* AVAILABLE DATA *
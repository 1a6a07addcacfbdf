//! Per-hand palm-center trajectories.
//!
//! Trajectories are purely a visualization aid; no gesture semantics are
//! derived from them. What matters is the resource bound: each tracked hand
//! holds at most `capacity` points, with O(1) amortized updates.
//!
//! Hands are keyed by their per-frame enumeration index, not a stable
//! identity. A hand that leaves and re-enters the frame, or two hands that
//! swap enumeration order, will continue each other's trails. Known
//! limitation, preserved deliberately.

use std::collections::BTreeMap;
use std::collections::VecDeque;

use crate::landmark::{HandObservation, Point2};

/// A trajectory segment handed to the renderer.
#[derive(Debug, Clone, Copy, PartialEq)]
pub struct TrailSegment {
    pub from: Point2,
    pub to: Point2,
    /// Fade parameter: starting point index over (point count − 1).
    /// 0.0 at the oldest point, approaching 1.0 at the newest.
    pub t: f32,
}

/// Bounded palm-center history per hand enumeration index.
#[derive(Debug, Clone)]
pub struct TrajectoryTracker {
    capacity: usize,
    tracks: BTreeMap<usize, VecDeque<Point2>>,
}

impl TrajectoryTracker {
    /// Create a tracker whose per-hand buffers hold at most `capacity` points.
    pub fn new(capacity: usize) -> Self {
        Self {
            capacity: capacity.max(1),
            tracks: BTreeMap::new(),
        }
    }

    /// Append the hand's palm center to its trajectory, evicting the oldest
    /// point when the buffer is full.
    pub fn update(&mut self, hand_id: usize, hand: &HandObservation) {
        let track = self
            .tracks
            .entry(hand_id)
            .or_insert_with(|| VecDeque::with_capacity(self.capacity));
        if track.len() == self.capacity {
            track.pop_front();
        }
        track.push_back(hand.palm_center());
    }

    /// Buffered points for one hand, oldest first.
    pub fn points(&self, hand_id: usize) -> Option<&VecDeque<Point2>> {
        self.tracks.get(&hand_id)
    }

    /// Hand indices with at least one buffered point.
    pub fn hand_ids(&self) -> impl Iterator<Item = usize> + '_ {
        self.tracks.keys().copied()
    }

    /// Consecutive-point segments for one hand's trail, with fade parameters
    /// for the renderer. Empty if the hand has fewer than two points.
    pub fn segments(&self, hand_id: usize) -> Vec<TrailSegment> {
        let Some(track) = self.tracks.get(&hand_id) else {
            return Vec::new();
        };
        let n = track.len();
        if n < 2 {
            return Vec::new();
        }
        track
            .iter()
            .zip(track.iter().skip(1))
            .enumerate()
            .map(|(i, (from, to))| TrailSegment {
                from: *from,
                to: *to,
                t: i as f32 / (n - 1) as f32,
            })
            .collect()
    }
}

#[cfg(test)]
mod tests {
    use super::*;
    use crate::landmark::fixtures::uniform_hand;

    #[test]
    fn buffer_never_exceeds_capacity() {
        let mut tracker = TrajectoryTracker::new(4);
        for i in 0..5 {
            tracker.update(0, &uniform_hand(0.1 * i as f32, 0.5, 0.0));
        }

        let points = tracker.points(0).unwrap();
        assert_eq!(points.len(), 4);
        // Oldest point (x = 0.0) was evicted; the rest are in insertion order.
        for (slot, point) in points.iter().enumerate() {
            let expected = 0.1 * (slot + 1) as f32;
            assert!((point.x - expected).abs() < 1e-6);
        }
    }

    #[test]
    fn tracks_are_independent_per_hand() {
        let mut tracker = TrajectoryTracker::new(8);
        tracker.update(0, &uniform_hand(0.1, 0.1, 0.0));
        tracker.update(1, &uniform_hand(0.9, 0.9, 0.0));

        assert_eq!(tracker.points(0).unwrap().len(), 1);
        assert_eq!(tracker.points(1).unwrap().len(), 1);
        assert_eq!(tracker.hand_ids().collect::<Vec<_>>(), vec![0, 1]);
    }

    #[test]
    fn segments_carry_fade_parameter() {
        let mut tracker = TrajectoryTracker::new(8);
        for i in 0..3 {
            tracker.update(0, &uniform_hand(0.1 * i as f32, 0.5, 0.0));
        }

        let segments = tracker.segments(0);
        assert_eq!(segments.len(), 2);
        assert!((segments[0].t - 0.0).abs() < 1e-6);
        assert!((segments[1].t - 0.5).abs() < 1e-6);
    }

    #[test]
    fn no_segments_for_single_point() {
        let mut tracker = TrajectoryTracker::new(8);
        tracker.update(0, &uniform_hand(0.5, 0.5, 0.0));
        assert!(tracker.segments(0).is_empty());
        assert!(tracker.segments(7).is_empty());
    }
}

==

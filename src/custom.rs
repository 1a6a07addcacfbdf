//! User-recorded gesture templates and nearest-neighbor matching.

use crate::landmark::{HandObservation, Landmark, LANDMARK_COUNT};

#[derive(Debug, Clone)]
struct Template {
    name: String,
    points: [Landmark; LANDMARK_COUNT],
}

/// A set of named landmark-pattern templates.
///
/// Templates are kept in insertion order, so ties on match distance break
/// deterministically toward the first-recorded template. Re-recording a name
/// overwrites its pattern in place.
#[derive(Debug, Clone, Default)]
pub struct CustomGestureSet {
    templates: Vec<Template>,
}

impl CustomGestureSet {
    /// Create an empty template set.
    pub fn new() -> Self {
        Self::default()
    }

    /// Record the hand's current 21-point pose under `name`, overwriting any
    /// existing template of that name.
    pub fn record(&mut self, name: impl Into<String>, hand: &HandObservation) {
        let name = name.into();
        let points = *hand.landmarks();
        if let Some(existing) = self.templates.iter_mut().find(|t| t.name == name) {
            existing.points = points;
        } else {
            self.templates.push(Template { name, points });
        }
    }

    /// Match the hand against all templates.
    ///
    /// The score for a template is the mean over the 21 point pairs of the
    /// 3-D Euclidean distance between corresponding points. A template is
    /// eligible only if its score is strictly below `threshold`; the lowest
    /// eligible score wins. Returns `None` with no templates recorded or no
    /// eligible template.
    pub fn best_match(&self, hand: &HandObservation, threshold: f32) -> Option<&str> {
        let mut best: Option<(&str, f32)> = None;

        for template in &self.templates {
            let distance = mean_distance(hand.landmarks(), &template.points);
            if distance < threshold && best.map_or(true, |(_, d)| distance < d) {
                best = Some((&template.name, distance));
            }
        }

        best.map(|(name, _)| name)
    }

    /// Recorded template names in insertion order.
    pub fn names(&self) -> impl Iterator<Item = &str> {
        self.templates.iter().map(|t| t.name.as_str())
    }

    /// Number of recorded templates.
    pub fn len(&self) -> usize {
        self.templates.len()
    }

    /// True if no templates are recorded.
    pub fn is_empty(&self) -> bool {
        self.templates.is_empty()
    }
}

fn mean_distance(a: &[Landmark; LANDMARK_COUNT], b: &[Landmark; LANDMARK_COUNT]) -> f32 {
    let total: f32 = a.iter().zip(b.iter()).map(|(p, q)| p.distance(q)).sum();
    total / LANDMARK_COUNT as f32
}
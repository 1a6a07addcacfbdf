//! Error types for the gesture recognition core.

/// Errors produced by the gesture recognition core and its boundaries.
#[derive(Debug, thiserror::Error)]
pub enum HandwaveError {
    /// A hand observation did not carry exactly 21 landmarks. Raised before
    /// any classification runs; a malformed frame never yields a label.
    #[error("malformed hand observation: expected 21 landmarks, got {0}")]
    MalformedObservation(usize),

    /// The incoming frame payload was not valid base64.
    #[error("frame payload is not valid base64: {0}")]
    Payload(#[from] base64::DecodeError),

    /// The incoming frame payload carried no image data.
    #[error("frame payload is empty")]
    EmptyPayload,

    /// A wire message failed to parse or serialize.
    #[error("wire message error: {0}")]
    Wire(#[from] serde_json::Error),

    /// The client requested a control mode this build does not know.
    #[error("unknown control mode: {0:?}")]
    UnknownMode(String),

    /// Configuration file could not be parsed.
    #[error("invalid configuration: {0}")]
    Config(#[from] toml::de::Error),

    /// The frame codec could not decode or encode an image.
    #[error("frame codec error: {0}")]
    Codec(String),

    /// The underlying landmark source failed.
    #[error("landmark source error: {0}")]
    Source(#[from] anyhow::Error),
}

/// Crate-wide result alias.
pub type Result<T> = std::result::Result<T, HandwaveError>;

* * *

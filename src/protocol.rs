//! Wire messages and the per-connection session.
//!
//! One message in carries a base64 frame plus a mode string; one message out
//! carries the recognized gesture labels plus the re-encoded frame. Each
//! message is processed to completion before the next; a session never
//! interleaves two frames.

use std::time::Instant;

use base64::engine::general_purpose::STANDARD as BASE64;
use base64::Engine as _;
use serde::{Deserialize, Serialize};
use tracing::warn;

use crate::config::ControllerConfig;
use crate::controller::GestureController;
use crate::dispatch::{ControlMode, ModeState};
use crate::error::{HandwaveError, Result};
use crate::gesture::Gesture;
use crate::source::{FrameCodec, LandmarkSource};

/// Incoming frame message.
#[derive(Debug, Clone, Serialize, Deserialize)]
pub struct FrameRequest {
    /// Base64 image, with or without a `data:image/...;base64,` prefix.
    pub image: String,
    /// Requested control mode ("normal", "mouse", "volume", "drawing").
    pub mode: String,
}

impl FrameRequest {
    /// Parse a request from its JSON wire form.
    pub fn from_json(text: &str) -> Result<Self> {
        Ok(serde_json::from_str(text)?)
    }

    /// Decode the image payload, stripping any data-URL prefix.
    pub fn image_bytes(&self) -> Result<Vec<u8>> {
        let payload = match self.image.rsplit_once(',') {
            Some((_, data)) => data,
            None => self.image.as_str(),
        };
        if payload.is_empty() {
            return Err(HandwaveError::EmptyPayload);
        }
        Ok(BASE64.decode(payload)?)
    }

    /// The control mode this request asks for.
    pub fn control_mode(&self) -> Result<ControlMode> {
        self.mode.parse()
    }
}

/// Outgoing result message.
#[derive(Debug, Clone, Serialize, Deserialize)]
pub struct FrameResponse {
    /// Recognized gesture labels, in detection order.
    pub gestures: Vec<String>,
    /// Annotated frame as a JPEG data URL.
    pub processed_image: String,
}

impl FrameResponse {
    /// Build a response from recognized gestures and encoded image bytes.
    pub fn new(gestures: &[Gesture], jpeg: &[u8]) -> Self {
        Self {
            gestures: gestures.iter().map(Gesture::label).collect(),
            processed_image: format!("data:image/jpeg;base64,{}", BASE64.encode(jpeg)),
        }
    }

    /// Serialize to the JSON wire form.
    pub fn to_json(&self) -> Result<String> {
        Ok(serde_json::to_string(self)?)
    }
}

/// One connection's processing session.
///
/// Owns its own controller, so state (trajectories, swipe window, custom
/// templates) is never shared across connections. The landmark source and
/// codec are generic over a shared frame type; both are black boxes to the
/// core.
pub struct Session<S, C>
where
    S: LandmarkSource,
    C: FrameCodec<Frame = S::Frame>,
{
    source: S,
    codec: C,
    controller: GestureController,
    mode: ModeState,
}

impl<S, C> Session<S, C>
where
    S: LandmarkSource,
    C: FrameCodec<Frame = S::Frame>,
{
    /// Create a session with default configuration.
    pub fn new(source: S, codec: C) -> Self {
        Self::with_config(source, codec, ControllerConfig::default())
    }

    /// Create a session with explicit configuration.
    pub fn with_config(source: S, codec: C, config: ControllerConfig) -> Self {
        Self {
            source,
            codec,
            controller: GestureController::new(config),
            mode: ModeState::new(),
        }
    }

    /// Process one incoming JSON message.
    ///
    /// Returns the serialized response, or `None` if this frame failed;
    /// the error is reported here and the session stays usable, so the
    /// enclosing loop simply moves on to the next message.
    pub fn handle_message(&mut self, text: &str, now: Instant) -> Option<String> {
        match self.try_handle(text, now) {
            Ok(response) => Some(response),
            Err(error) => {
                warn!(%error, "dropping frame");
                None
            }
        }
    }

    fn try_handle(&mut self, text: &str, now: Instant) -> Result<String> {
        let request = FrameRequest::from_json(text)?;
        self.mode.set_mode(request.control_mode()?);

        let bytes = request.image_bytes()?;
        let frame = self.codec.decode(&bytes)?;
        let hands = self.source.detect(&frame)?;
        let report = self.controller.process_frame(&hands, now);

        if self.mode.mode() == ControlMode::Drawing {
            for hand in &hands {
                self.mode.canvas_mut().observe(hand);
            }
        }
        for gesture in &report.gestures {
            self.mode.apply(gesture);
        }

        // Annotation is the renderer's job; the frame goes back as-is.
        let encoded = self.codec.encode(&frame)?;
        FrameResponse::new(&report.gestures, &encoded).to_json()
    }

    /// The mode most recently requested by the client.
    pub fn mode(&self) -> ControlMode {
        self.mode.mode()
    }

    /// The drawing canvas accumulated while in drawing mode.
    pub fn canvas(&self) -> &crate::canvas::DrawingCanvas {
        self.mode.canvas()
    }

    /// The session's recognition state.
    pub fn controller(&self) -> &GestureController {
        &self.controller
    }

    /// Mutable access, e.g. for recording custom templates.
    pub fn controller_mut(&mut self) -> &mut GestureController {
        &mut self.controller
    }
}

* AIM OF THE TASK *
Report every line of the records that contains the word "insertion".

* RESULT OF THE EXERCISE *
        // Oldest point (x = 0.0) was evicted; the rest are in insertion order.
/// Templates are kept in insertion order, so ties on match distance break
    /// Recorded template names in insertion order.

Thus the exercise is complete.